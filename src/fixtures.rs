//! Builders for the accounts, sessions, uploads and posts scenarios need as
//! preconditions. Setup failures here abort the calling scenario.

use rand::{distributions::Alphanumeric, Rng};
use serde_json::{json, Value};
use tracing::{debug, info};

use crate::assertions::expect_status;
use crate::client::{ApiClient, ApiResponse, FilePart};
use crate::error::{HarnessError, HarnessResult};
use crate::models::{
    first_scalar, Post, Profile, Session, TestUser, UploadedMedia, TOKEN_FIELDS, UPLOAD_REF_FIELDS,
    USER_ID_FIELDS,
};

/// A 1x1 transparent PNG.
pub const PNG_1X1: &[u8] = &[
    0x89, 0x50, 0x4e, 0x47, 0x0d, 0x0a, 0x1a, 0x0a, 0x00, 0x00, 0x00, 0x0d, 0x49, 0x48, 0x44, 0x52,
    0x00, 0x00, 0x00, 0x01, 0x00, 0x00, 0x00, 0x01, 0x08, 0x06, 0x00, 0x00, 0x00, 0x1f, 0x15, 0xc4,
    0x89, 0x00, 0x00, 0x00, 0x0a, 0x49, 0x44, 0x41, 0x54, 0x78, 0x9c, 0x63, 0x60, 0x00, 0x00, 0x00,
    0x02, 0x00, 0x01, 0xe2, 0x21, 0xbc, 0x33, 0x00, 0x00, 0x00, 0x00, 0x49, 0x45, 0x4e, 0x44, 0xae,
    0x42, 0x60, 0x82,
];

/// How `create_user` treats an account that already exists.
#[derive(Debug, Clone, Copy, PartialEq, Eq)]
pub enum SignupPolicy {
    RequireCreated,
    /// Accept 409 so fixed fixtures survive re-runs.
    AllowExisting,
}

pub fn random_string(len: usize) -> String {
    rand::thread_rng()
        .sample_iter(&Alphanumeric)
        .take(len)
        .map(char::from)
        .collect()
}

pub fn png_file(file_name: &str) -> FilePart {
    FilePart {
        file_name: file_name.to_string(),
        content_type: "image/png",
        bytes: PNG_1X1.to_vec(),
    }
}

pub async fn signup(client: &ApiClient, user: &TestUser) -> HarnessResult<ApiResponse> {
    client.post_json(&["auth", "signup"], &serde_json::to_value(user)?, None).await
}

pub async fn create_user(client: &ApiClient, user: TestUser, policy: SignupPolicy) -> HarnessResult<TestUser> {
    let response = signup(client, &user).await?;
    let accepted: &[u16] = match policy {
        SignupPolicy::RequireCreated => &[200, 201],
        SignupPolicy::AllowExisting => &[200, 201, 409],
    };
    expect_status(&response, accepted, &format!("signup {}", user.username))?;
    debug!(username = %user.username, status = response.status_code(), "fixture user ready");
    Ok(user)
}

pub async fn login(client: &ApiClient, email: &str, password: &str) -> HarnessResult<ApiResponse> {
    client
        .post_json(&["auth", "login"], &json!({ "email": email, "password": password }), None)
        .await
}

pub async fn authenticate(client: &ApiClient, user: &TestUser) -> HarnessResult<Session> {
    let context = format!("login {}", user.email);
    let response = login(client, &user.email, &user.password)
        .await?
        .ensure_success(&context)?;
    let body = response.json_body(&context)?;
    token_from(body)
        .map(Session::new)
        .ok_or(HarnessError::MissingField {
            context,
            fields: TOKEN_FIELDS,
        })
}

pub fn token_from(body: &Value) -> Option<String> {
    first_scalar(body, TOKEN_FIELDS)
}

/// Signs up a fresh account and logs it in.
pub async fn user_with_session(client: &ApiClient, prefix: &str) -> HarnessResult<(TestUser, Session)> {
    let user = create_user(client, TestUser::generate(prefix), SignupPolicy::RequireCreated).await?;
    let session = authenticate(client, &user).await?;
    info!(username = %user.username, "fixture session established");
    Ok((user, session))
}

pub async fn fetch_profile(
    client: &ApiClient,
    username: &str,
    session: Option<&Session>,
) -> HarnessResult<ApiResponse> {
    client.get(&["users", username], session).await
}

/// Strict profile fetch for setup steps.
pub async fn require_profile(client: &ApiClient, username: &str, session: &Session) -> HarnessResult<Profile> {
    let context = format!("get profile {username}");
    let response = fetch_profile(client, username, Some(session))
        .await?
        .ensure_success(&context)?;
    Ok(Profile(response.json_body(&context)?.clone()))
}

pub fn require_user_id(profile: &Profile, username: &str) -> HarnessResult<String> {
    profile.id().ok_or(HarnessError::MissingField {
        context: format!("profile {username}"),
        fields: USER_ID_FIELDS,
    })
}

pub async fn follow(client: &ApiClient, user_id: &str, session: &Session) -> HarnessResult<ApiResponse> {
    client.post_empty(&["users", user_id, "follow"], Some(session)).await
}

pub async fn unfollow(client: &ApiClient, user_id: &str, session: &Session) -> HarnessResult<ApiResponse> {
    client.delete(&["users", user_id, "follow"], Some(session)).await
}

pub async fn upload(client: &ApiClient, file: FilePart, session: Option<&Session>) -> HarnessResult<ApiResponse> {
    client.post_file(&["uploads"], file, session).await
}

pub async fn upload_media(
    client: &ApiClient,
    file: FilePart,
    session: Option<&Session>,
) -> HarnessResult<UploadedMedia> {
    let context = format!("upload {}", file.file_name);
    let response = upload(client, file, session).await?.ensure_success(&context)?;
    let body = response.json_body(&context)?;
    let reference = first_scalar(body, UPLOAD_REF_FIELDS).ok_or(HarnessError::MissingField {
        context,
        fields: UPLOAD_REF_FIELDS,
    })?;
    let url = body
        .get("url")
        .and_then(Value::as_str)
        .filter(|url| !url.trim().is_empty())
        .map(str::to_string);
    Ok(UploadedMedia { reference, url })
}

pub async fn create_post(
    client: &ApiClient,
    text: &str,
    media: &[String],
    session: &Session,
) -> HarnessResult<ApiResponse> {
    let mut payload = json!({ "text": text });
    if !media.is_empty() {
        payload["media"] = json!(media);
    }
    client.post_json(&["tweets"], &payload, Some(session)).await
}

/// Strict post creation for setup steps; the returned post always has an id.
pub async fn require_post(client: &ApiClient, text: &str, session: &Session) -> HarnessResult<(String, Post)> {
    let context = "create post";
    let response = create_post(client, text, &[], session)
        .await?
        .ensure_success(context)?;
    let post = Post(response.json_body(context)?.clone());
    let id = post.id().ok_or(HarnessError::MissingField {
        context: context.to_string(),
        fields: &["id"],
    })?;
    Ok((id, post))
}

pub async fn delete_post(client: &ApiClient, post_id: &str, session: &Session) -> HarnessResult<ApiResponse> {
    client.delete(&["tweets", post_id], Some(session)).await
}

pub async fn list_posts(client: &ApiClient, session: &Session) -> HarnessResult<ApiResponse> {
    client.get(&["tweets"], Some(session)).await
}

pub async fn like_post(client: &ApiClient, post_id: &str, session: &Session) -> HarnessResult<ApiResponse> {
    client.post_empty(&["tweets", post_id, "like"], Some(session)).await
}

pub async fn unlike_post(client: &ApiClient, post_id: &str, session: &Session) -> HarnessResult<ApiResponse> {
    client.delete(&["tweets", post_id, "like"], Some(session)).await
}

◆ ◆ ◆

YOUR INSTRUCTIONS
In the data above, which lines include "fixtures"? Return those lines.

YOUR SOLUTION
filename src/fixtures.rs
    /// Accept 409 so fixed fixtures survive re-runs.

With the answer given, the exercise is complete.